Another issue that might hinder economic development is palm oil, and its effects on Malaysia-EU trade relations. Palm oil is one of Malaysia’s primary industries , accounting for 2.8% of the country’s GDP, and Malaysia is the world’s second-largest producer of palm oil after Indonesia. Since 2010, the Malaysian government and the EU have been working towards establishing a Free Trade Agreement. However, negotiations are on hold due to diverging views on the environmental impact and the sustainability issues associated with the production of palm oil. The initial reaction of the European Parliament on the issue was to ban the use of palm oil for biofuels by 2030. However, looking at the economic consequences of this decision, the EU decided instead to limit the amount of high-risk Indirect Land Use Change (ILUC) biofuels in entering its market. By definition, ILUC occurs when agricultural lands previously used for growing food are converted for biofuel production, resulting in the release of carbon emissions into the air. Biofuels categorized under the high-ILUC risk categories are those that are produced from areas that have a higher concentration of carbon such as forests, wetlands and peatlands.

Although this decision created a degree of leniency, it is still difficult for Malaysian palm oil to qualify under the low-ILUC risk category. The government is now working towards expanding the production of sustainable palm oil. This is done by restricting the development of peatlands, banning the conversion of forest reserves for palm oil, and certifying local plantations with the Malaysian Sustainable Palm Oil (MSPO) certification. Doubts remain on whether or not this certification system can be recognized by the EU, and a win-win solution is yet to be agreed. Experts are advising both parties to reassess their terms of engagement in order to create a more favorable outcome for both the palm oil industry and the global environment. 

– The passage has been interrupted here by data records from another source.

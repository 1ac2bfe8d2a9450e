//! A small case-insensitive header map with the Set-Cookie special case.

use serde_json::{Map, Value};

/// Ordered, case-insensitive header collection.
///
/// `set` replaces an existing header, except for `Set-Cookie`, which is
/// always accumulated: a reply legitimately carries several of those.
#[derive(Debug, Clone, Default, PartialEq, Eq)]
pub struct Headers {
    entries: Vec<(String, Vec<String>)>,
}

const SET_COOKIE: &str = "set-cookie";

impl Headers {
    /// New, empty collection.
    #[must_use]
    pub fn new() -> Self {
        Self::default()
    }

    /// First value of `name`, case-insensitive.
    #[must_use]
    pub fn get(&self, name: &str) -> Option<&str> {
        self.entry(name)
            .and_then(|values| values.first())
            .map(String::as_str)
    }

    /// Every value of `name`.
    #[must_use]
    pub fn get_all(&self, name: &str) -> &[String] {
        self.entry(name).map_or(&[], Vec::as_slice)
    }

    /// Whether `name` is present.
    #[must_use]
    pub fn contains(&self, name: &str) -> bool {
        self.entry(name).is_some()
    }

    /// Set `name` to `value`. Replaces existing values; `Set-Cookie`
    /// accumulates instead.
    pub fn set(&mut self, name: impl Into<String>, value: impl Into<String>) -> &mut Self {
        let name = name.into();
        let value = value.into();
        if name.eq_ignore_ascii_case(SET_COOKIE) {
            return self.append(name, value);
        }
        match self.entry_mut(&name) {
            Some(values) => {
                values.clear();
                values.push(value);
            }
            None => self.entries.push((name, vec![value])),
        }
        self
    }

    /// Append `value` to `name` without replacing anything.
    pub fn append(&mut self, name: impl Into<String>, value: impl Into<String>) -> &mut Self {
        let name = name.into();
        let value = value.into();
        match self.entry_mut(&name) {
            Some(values) => values.push(value),
            None => self.entries.push((name, vec![value])),
        }
        self
    }

    /// Remove `name` entirely.
    pub fn remove(&mut self, name: &str) -> &mut Self {
        self.entries
            .retain(|(entry, _)| !entry.eq_ignore_ascii_case(name));
        self
    }

    /// All `Set-Cookie` lines.
    #[must_use]
    pub fn set_cookie_lines(&self) -> &[String] {
        self.get_all(SET_COOKIE)
    }

    /// Number of distinct header names.
    #[must_use]
    pub fn len(&self) -> usize {
        self.entries.len()
    }

    /// Whether no headers are present.
    #[must_use]
    pub fn is_empty(&self) -> bool {
        self.entries.is_empty()
    }

    /// Iterate over `(name, values)` pairs in insertion order.
    pub fn iter(&self) -> impl Iterator<Item = (&str, &[String])> {
        self.entries
            .iter()
            .map(|(name, values)| (name.as_str(), values.as_slice()))
    }

    /// Encode as a JSON object: single values as strings, multi values as
    /// arrays.
    #[must_use]
    pub fn to_value(&self) -> Value {
        let mut map = Map::new();
        for (name, values) in &self.entries {
            let value = if values.len() == 1 {
                Value::String(values[0].clone())
            } else {
                Value::Array(values.iter().cloned().map(Value::String).collect())
            };
            map.insert(name.clone(), value);
        }
        Value::Object(map)
    }

    /// Decode from the JSON object shape produced by
    /// [`to_value`](Self::to_value). Non-string items are ignored.
    #[must_use]
    pub fn from_value(value: &Value) -> Self {
        let mut headers = Self::new();
        let Some(map) = value.as_object() else {
            return headers;
        };
        for (name, value) in map {
            match value {
                Value::String(single) => {
                    headers.append(name.clone(), single.clone());
                }
                Value::Array(items) => {
                    for item in items {
                        if let Some(text) = item.as_str() {
                            headers.append(name.clone(), text.to_owned());
                        }
                    }
                }
                _ => {}
            }
        }
        headers
    }

    fn entry(&self, name: &str) -> Option<&Vec<String>> {
        self.entries
            .iter()
            .find(|(entry, _)| entry.eq_ignore_ascii_case(name))
            .map(|(_, values)| values)
    }

    fn entry_mut(&mut self, name: &str) -> Option<&mut Vec<String>> {
        self.entries
            .iter_mut()
            .find(|(entry, _)| entry.eq_ignore_ascii_case(name))
            .map(|(_, values)| values)
    }
}

#[cfg(test)]
mod tests {
    use super::*;
    use serde_json::json;

    #[test]
    fn set_is_case_insensitive_replace() {
        let mut headers = Headers::new();
        headers.set("Content-Type", "text/plain");
        headers.set("content-type", "application/json");
        assert_eq!(headers.get("CONTENT-TYPE"), Some("application/json"));
        assert_eq!(headers.len(), 1);
    }

    #[test]
    fn set_cookie_accumulates() {
        let mut headers = Headers::new();
        headers.set("Set-Cookie", "a=1");
        headers.set("Set-Cookie", "b=2");
        assert_eq!(headers.set_cookie_lines(), ["a=1", "b=2"]);
    }

    #[test]
    fn value_round_trip() {
        let mut headers = Headers::new();
        headers.set("Content-Type", "application/json");
        headers.set("Set-Cookie", "a=1");
        headers.set("Set-Cookie", "b=2");
        let value = headers.to_value();
        assert_eq!(value["Content-Type"], json!("application/json"));
        assert_eq!(value["Set-Cookie"], json!(["a=1", "b=2"]));

        let back = Headers::from_value(&value);
        assert_eq!(back, headers);
    }
}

Considering the above-mentioned elements, Malaysia faces a challenging situation. The income gap and sustainability issues remain detrimental, as they can significantly affect the country both internally and externally. However, the government is highly committed in addressing these problems, and the country appears to be on the right track to recover from the Covid-19 pandemic and continue the path to achieve its 2030 goals.